Equally, his views on defence in general and air power in particular
bear unmistakable prejudice. However, in
a short diary piece yesterday, he was gloomily on the money over the prospects
for the forthcoming defence review. Ever
since 1966, he notes, “we have been served grandiloquent rhetoric and
smoke-and-mirrors accountancy, designed to maintain the fiction that we can
“punch above our weight” while slashing soldiers rations.” (Sailors and
Airmen’s rations, it seems, would be fair game). Depressingly, he goes on, “politicians know
that they risk no electoral penalty because voters care only about the
Household Division; the RAF’s Battle of Britain memorial flight; sufficient
Scottish soldiers to perform at the Edinburgh Tattoo; and the SAS.” Perhaps a better air example would have been
the RAF Aerobatic Team, the Red Arrows, but this is Mr Hastings piece, although
we get the drift. However, few could
argue with his conclusion that, “the latest review will be another charade, of
which the victims are not Britain’s foes, but instead our real defence
needs.” Quite so, as I have said before.
It is an inconvenient non sequitur,
grandly virtue-signalled by those who should know better, that the UK will
fulfil its defence obligations if only it should spend 2% of its GDP
thereon. Nothing could be further from the truth. Firstly, 2% is
probably an entirely arbitrary figure dreamed up at NATO HQ to fulfil some
historical goal or communique. It is a political declaration most likely
based upon what, despite their vulnerability, even the Belgians might
grudgingly stump up to insure against being trampled over again. It has nothing
to do with what we need to do the job. Historically we spent a lot more of our
GDP on defence before being seduced into cashing in the peace dividend (several
times over). Secondly, we don’t actually spend all that money on people
and kit and a significant percentage is made up through creative accounting,
pensions, for example, to please the bean-counters. Finally, and most
significantly, the threat has not diminished since the peace dividend was
cashed in. Far from it and the diversity of things that could harm us is,
if anything, is more concerning than the relative stability of the Cold War
confrontation. Why should we feel, now, that 2% should be enough?
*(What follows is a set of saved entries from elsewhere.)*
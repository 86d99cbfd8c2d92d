//! Error handling for the mining session coordinator
//!
//! Every failure surfaced by a coordinator operation falls into one of four
//! kinds (see [`ErrorKind`]). Transport and I/O errors from the ambient stack
//! convert into [`Error`] through `#[from]` and are classified as internal.

use std::fmt;
use thiserror::Error;

/// Result type alias for coordinator operations
pub type Result<T> = std::result::Result<T, Error>;

/// Classification used by the RPC boundary
#[derive(Debug, Clone, Copy, PartialEq, Eq, Hash)]
pub enum ErrorKind {
    /// Malformed input; nothing was mutated
    InvalidArgument,
    /// Unknown or evicted session id; nothing was mutated
    NotFound,
    /// Operation not valid for the session's current state; nothing was mutated
    PreconditionFailed,
    /// Persistence or infrastructure failure; state may have been mutated
    Internal,
}

impl ErrorKind {
    /// Stable snake_case name used in logs and response bodies
    pub fn as_str(&self) -> &'static str {
        match self {
            ErrorKind::InvalidArgument => "invalid_argument",
            ErrorKind::NotFound => "not_found",
            ErrorKind::PreconditionFailed => "precondition_failed",
            ErrorKind::Internal => "internal",
        }
    }
}

impl fmt::Display for ErrorKind {
    fn fmt(&self, f: &mut fmt::Formatter<'_>) -> fmt::Result {
        f.write_str(self.as_str())
    }
}

/// Main error type for the coordinator
#[derive(Error, Debug)]
pub enum Error {
    /// Request validation errors
    #[error("Invalid argument: {message}")]
    InvalidArgument { message: String },

    /// Unknown session
    #[error("Session not found: {session_id}")]
    NotFound { session_id: String },

    /// Operation rejected by the session state machine
    #[error("Precondition failed: {message}")]
    PreconditionFailed { message: String },

    /// The session was paused but its state could not be written.
    /// The registry entry is already Idle, so the caller has to recover.
    #[error("Session {session_id} was paused but its state was not persisted: {message}")]
    StateNotPersisted { session_id: String, message: String },

    /// Persisted state could not be read back
    #[error("Corrupt state file: {message}")]
    CorruptState { message: String },

    /// Invalid target encodings
    #[error("Invalid target: {message}")]
    Target { message: String },

    /// Configuration errors
    #[error("Configuration error: {message}")]
    Config { message: String },

    /// Search engine failures
    #[error("Search engine error: {engine}: {message}")]
    Engine { engine: String, message: String },

    /// Ledger node communication errors
    #[error("Ledger node error: {message}")]
    Ledger { message: String },

    /// Generic internal errors with context
    #[error("Error in {context}: {message}")]
    Internal { context: String, message: String },

    /// HTTP request errors
    #[error("HTTP request failed: {0}")]
    Http(#[from] reqwest::Error),

    /// JSON serialization/deserialization errors
    #[error("JSON error: {0}")]
    Json(#[from] serde_json::Error),

    /// YAML configuration parsing errors
    #[error("YAML error: {0}")]
    Yaml(#[from] serde_yaml::Error),

    /// I/O errors
    #[error("I/O error: {0}")]
    Io(#[from] std::io::Error),
}

impl Error {
    /// Create an invalid argument error
    pub fn invalid_argument(message: impl Into<String>) -> Self {
        Self::InvalidArgument {
            message: message.into(),
        }
    }

    /// Create a not-found error for a session id
    pub fn not_found(session_id: impl fmt::Display) -> Self {
        Self::NotFound {
            session_id: session_id.to_string(),
        }
    }

    /// Create a precondition-failed error
    pub fn precondition_failed(message: impl Into<String>) -> Self {
        Self::PreconditionFailed {
            message: message.into(),
        }
    }

    /// Create a state-not-persisted error
    pub fn state_not_persisted(session_id: impl fmt::Display, message: impl Into<String>) -> Self {
        Self::StateNotPersisted {
            session_id: session_id.to_string(),
            message: message.into(),
        }
    }

    /// Create a corrupt state error
    pub fn corrupt_state(message: impl Into<String>) -> Self {
        Self::CorruptState {
            message: message.into(),
        }
    }

    /// Create a target error
    pub fn target(message: impl Into<String>) -> Self {
        Self::Target {
            message: message.into(),
        }
    }

    /// Create a configuration error
    pub fn config(message: impl Into<String>) -> Self {
        Self::Config {
            message: message.into(),
        }
    }

    /// Create a search engine error
    pub fn engine(engine: impl Into<String>, message: impl Into<String>) -> Self {
        Self::Engine {
            engine: engine.into(),
            message: message.into(),
        }
    }

    /// Create a ledger node error
    pub fn ledger(message: impl Into<String>) -> Self {
        Self::Ledger {
            message: message.into(),
        }
    }

    /// Create a generic internal error with context
    pub fn internal(context: impl Into<String>, message: impl Into<String>) -> Self {
        Self::Internal {
            context: context.into(),
            message: message.into(),
        }
    }

    /// Classify the error for the RPC boundary
    pub fn kind(&self) -> ErrorKind {
        match self {
            Error::InvalidArgument { .. } | Error::Target { .. } => ErrorKind::InvalidArgument,
            Error::NotFound { .. } => ErrorKind::NotFound,
            Error::PreconditionFailed { .. } => ErrorKind::PreconditionFailed,
            _ => ErrorKind::Internal,
        }
    }

    /// True when the failure left a session in a state the caller must repair
    pub fn requires_recovery(&self) -> bool {
        matches!(self, Error::StateNotPersisted { .. })
    }

    /// Check if error is retryable
    pub fn is_retryable(&self) -> bool {
        match self {
            Error::Http(e) => e.is_timeout() || e.is_connect(),
            Error::Io(_) => true,
            _ => false,
        }
    }

    /// Get error category for logging
    pub fn category(&self) -> &'static str {
        match self {
            Error::InvalidArgument { .. } => "invalid_argument",
            Error::NotFound { .. } => "not_found",
            Error::PreconditionFailed { .. } => "precondition_failed",
            Error::StateNotPersisted { .. } => "state_not_persisted",
            Error::CorruptState { .. } => "corrupt_state",
            Error::Target { .. } => "target",
            Error::Config { .. } => "config",
            Error::Engine { .. } => "engine",
            Error::Ledger { .. } => "ledger",
            Error::Internal { .. } => "internal",
            Error::Http(_) => "http",
            Error::Json(_) => "json",
            Error::Yaml(_) => "yaml",
            Error::Io(_) => "io",
        }
    }
}

#[cfg(test)]
mod tests {
    use super::*;

    #[test]
    fn test_error_display() {
        let err = Error::not_found("abc");
        assert_eq!(err.to_string(), "Session not found: abc");

        let err = Error::precondition_failed("Session is not mining");
        assert_eq!(err.to_string(), "Precondition failed: Session is not mining");
    }

    #[test]
    fn test_error_kinds() {
        assert_eq!(Error::invalid_argument("bad hex").kind(), ErrorKind::InvalidArgument);
        assert_eq!(Error::target("short").kind(), ErrorKind::InvalidArgument);
        assert_eq!(Error::not_found("x").kind(), ErrorKind::NotFound);
        assert_eq!(Error::precondition_failed("x").kind(), ErrorKind::PreconditionFailed);
        assert_eq!(Error::corrupt_state("x").kind(), ErrorKind::Internal);
        assert_eq!(Error::state_not_persisted("x", "disk full").kind(), ErrorKind::Internal);
    }

    #[test]
    fn test_recovery_flag_only_for_unpersisted_pause() {
        assert!(Error::state_not_persisted("s1", "disk full").requires_recovery());
        assert!(!Error::corrupt_state("truncated").requires_recovery());
        assert!(!Error::internal("persistence", "boom").requires_recovery());
    }

    #[test]
    fn test_error_conversions() {
        let io_err = std::io::Error::new(std::io::ErrorKind::NotFound, "file not found");
        let err: Error = io_err.into();
        assert!(matches!(err, Error::Io(_)));
        assert_eq!(err.category(), "io");
        assert!(err.is_retryable());

        let json_err = serde_json::from_str::<String>("invalid").unwrap_err();
        let err: Error = json_err.into();
        assert!(matches!(err, Error::Json(_)));
        assert_eq!(err.kind(), ErrorKind::Internal);
    }
}
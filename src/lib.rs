//! Ticket Miner
//!
//! A mining session coordinator:
//! - start proof-of-work searches over a fixed 88-byte puzzle header
//! - pause a search and persist it, resume it later from the state file
//! - query live progress without blocking on the search
//! - submit solved tickets to a ledger node over JSON-RPC

pub mod codec;
pub mod config;
pub mod coordinator;
pub mod engine;
pub mod error;
pub mod ledger;
pub mod logging;
pub mod persistence;
pub mod registry;
pub mod server;
pub mod target;
pub mod types;
pub mod utils;

pub use config::Config;
pub use coordinator::{BroadcastPolicy, SessionCoordinator, StartRequest};
pub use error::{Error, ErrorKind, Result};
pub use target::Target;
pub use types::*;

/// Application information
pub const APP_NAME: &str = "ticket-miner";
pub const APP_VERSION: &str = env!("CARGO_PKG_VERSION");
The problem is that our defence
expenditure does not seem to be linked to what our foreign policy, such as it
is articulated, might require us to undertake. The arbitrary 2% may or
may not be enough – take your pick and take your chance! Incongruously,
Conservative governments have not been very good at providing what the armed
forces need, often quite the contrary. Fortunately, when stretched, the
armed forces have been able to “punch above their weight” but that convenience
wore thin long ago. Nowadays, we are told, we cannot even field and
support a fighting Division – a parsimonious bottom line of Cameron’s defence
butchery. This is a truly a truly pathetic condition for a nuclear
capable member of the Security Council and so-called principle ally to the USA
for coalition operations, to find ourselves. It really is simple: if we
cannot afford the defences necessary to uphold our foreign policy then we need
to change our foreign policy accordingly. It is not a chicken and egg –
the job of Government is to define the policy. Then Government has the
inescapable responsibility give the armed forces the tools they need and trust
them to finish the job.
So, as the skirmishing of the new defence review begins let us hope, at the outset, that the terms of reference will indeed link defence
posture to policy. When it suits, governments can make grand commitments:
climate change, overseas aid spending and pensions triple lock, for
example. So talking of locks, why cannot we lock our defence posture to
our foreign policy? If it is politically convenient to make grand
gestures on becoming carbon neutral surely, as the first duty of government, we
can expect them to make a similar, but meaningful, long-term pledge on our
future security?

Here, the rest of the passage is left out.